— Data provided —
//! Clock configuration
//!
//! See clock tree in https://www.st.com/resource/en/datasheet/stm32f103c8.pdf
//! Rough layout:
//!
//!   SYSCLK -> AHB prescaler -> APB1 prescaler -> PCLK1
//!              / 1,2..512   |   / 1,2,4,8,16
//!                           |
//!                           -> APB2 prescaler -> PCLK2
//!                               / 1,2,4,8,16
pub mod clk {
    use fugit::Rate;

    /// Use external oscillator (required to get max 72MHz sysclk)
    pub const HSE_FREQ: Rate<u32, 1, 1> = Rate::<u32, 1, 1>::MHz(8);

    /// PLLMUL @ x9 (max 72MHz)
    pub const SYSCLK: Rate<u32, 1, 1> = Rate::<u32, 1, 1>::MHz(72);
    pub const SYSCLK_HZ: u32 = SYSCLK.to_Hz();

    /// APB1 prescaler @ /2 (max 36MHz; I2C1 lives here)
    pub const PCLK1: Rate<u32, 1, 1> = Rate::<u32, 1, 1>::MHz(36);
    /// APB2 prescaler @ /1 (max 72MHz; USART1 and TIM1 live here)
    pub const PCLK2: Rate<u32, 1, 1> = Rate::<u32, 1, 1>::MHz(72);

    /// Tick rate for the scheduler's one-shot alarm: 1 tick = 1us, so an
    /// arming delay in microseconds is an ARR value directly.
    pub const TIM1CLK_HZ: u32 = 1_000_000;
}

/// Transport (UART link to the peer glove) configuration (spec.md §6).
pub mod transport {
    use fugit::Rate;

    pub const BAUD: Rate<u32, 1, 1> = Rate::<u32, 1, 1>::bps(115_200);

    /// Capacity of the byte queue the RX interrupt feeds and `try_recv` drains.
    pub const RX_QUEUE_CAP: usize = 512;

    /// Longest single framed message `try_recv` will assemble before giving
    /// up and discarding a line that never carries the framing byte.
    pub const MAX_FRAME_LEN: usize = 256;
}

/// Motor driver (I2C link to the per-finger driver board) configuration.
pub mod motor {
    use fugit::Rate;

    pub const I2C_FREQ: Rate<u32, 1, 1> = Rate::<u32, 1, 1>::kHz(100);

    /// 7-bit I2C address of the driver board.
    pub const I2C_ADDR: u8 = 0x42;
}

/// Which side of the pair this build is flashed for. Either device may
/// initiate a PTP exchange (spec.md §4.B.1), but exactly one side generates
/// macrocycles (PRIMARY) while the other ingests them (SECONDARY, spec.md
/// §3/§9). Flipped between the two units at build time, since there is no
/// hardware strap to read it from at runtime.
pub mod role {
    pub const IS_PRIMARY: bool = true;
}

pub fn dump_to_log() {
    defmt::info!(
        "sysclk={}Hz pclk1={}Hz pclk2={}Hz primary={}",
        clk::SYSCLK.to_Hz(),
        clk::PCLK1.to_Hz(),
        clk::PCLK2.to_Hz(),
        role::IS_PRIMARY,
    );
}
--
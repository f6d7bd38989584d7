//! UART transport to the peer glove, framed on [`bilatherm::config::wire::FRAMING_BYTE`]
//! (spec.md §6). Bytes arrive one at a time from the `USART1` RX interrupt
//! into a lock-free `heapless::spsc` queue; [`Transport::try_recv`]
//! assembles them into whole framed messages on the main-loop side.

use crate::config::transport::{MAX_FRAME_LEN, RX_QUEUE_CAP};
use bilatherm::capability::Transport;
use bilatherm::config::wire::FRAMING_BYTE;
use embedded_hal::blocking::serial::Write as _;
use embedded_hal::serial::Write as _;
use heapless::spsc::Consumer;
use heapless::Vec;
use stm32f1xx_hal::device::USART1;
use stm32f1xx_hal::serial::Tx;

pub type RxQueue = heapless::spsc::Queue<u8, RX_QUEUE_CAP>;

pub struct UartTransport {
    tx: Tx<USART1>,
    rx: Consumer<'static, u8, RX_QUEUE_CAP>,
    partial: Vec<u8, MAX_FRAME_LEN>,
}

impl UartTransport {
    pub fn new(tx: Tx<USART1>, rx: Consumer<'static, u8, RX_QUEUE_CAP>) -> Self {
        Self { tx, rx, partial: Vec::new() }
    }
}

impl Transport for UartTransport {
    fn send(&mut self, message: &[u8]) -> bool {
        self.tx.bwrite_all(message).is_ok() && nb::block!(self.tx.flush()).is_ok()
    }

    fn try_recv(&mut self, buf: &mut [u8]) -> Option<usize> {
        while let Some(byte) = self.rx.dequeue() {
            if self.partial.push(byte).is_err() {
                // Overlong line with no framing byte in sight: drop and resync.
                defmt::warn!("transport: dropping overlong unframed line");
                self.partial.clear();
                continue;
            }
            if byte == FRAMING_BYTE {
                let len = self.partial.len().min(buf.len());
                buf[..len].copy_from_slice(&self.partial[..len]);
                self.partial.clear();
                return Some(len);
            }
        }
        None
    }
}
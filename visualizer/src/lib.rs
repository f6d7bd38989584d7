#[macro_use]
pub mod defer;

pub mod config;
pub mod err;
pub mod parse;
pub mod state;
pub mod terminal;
--
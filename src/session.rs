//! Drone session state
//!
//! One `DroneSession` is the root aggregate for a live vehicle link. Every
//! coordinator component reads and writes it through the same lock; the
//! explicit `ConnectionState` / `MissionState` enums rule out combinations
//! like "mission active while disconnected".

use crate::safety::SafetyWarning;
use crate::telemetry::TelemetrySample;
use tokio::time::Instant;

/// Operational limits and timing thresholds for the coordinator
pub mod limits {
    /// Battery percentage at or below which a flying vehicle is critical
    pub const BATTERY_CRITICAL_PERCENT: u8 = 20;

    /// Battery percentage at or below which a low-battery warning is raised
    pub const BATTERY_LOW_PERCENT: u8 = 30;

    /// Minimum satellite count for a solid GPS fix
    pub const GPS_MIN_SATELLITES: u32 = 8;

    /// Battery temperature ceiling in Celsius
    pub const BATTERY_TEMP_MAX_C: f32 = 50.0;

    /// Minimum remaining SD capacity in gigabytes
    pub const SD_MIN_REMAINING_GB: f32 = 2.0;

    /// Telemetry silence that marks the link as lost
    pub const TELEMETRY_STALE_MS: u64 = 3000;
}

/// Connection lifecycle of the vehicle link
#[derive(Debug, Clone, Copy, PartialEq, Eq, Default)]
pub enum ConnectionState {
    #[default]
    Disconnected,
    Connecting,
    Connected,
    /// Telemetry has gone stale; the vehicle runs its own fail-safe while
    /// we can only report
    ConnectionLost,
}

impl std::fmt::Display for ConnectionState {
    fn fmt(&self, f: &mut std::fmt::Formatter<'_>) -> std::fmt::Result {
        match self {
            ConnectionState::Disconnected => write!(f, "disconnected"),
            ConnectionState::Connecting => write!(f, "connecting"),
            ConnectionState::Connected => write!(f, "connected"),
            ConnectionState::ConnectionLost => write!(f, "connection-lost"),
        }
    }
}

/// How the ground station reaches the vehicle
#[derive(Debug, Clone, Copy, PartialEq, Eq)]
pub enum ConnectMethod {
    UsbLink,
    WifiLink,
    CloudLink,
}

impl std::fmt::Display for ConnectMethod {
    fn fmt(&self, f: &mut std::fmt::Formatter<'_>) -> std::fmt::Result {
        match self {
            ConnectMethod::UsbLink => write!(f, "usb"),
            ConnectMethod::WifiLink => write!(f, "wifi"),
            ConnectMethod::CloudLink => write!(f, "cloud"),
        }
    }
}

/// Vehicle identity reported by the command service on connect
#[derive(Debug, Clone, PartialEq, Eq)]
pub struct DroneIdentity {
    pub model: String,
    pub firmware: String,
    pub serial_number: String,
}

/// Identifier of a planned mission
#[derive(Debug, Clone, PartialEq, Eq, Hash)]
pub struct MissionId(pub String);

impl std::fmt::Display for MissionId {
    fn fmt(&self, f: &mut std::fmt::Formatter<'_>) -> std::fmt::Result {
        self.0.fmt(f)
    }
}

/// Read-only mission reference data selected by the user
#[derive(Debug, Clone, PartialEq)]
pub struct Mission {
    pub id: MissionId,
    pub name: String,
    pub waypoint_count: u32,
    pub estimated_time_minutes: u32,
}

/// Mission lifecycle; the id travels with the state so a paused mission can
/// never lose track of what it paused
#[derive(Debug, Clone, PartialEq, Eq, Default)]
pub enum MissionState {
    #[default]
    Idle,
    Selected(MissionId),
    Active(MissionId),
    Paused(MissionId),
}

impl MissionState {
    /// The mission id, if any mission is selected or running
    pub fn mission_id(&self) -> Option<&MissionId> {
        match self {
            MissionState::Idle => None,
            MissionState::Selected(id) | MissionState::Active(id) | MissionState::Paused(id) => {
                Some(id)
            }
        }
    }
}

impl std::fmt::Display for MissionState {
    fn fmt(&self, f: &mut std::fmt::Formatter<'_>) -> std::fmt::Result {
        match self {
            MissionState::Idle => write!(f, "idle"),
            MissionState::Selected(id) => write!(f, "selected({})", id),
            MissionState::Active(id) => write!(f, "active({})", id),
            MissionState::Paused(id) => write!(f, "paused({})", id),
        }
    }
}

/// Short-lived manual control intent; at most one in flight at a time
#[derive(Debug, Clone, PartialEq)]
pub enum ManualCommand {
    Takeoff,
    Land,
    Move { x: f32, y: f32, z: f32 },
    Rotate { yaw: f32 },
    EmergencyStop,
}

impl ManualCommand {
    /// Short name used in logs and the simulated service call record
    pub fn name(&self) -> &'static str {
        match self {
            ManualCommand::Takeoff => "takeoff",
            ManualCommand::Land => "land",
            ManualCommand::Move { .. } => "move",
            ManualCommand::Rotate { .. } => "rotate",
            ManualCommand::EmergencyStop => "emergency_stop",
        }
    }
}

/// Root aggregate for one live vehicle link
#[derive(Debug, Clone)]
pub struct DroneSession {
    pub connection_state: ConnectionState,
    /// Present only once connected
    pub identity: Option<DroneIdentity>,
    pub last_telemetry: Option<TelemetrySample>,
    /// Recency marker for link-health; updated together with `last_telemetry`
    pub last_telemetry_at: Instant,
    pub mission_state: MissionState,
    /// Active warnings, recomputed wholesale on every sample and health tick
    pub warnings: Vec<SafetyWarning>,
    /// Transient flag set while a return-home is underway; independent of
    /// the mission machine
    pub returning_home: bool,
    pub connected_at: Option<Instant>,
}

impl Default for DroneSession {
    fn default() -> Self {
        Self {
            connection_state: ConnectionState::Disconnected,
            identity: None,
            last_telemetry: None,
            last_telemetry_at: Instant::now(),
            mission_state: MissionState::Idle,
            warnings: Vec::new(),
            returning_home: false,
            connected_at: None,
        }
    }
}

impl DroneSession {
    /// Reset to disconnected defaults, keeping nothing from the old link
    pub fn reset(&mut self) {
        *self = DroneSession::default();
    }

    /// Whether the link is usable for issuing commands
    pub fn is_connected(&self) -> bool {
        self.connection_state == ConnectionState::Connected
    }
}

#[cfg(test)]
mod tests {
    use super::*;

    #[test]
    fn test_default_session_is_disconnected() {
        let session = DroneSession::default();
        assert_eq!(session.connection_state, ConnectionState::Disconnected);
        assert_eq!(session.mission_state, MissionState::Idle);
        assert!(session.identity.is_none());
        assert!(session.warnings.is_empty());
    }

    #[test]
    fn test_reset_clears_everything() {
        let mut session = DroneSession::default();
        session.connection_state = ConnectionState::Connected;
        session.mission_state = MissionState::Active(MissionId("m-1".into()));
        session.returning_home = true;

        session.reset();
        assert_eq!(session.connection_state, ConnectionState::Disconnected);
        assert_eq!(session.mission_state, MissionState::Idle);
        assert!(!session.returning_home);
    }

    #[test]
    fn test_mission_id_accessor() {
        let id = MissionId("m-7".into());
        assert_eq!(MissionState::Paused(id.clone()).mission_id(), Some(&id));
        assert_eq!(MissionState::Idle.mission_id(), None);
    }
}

— What needs to be done —
Copy every line in the listing above where the string "aggregate" turns up.

— Written response —
//! One `DroneSession` is the root aggregate for a live vehicle link. Every
/// Root aggregate for one live vehicle link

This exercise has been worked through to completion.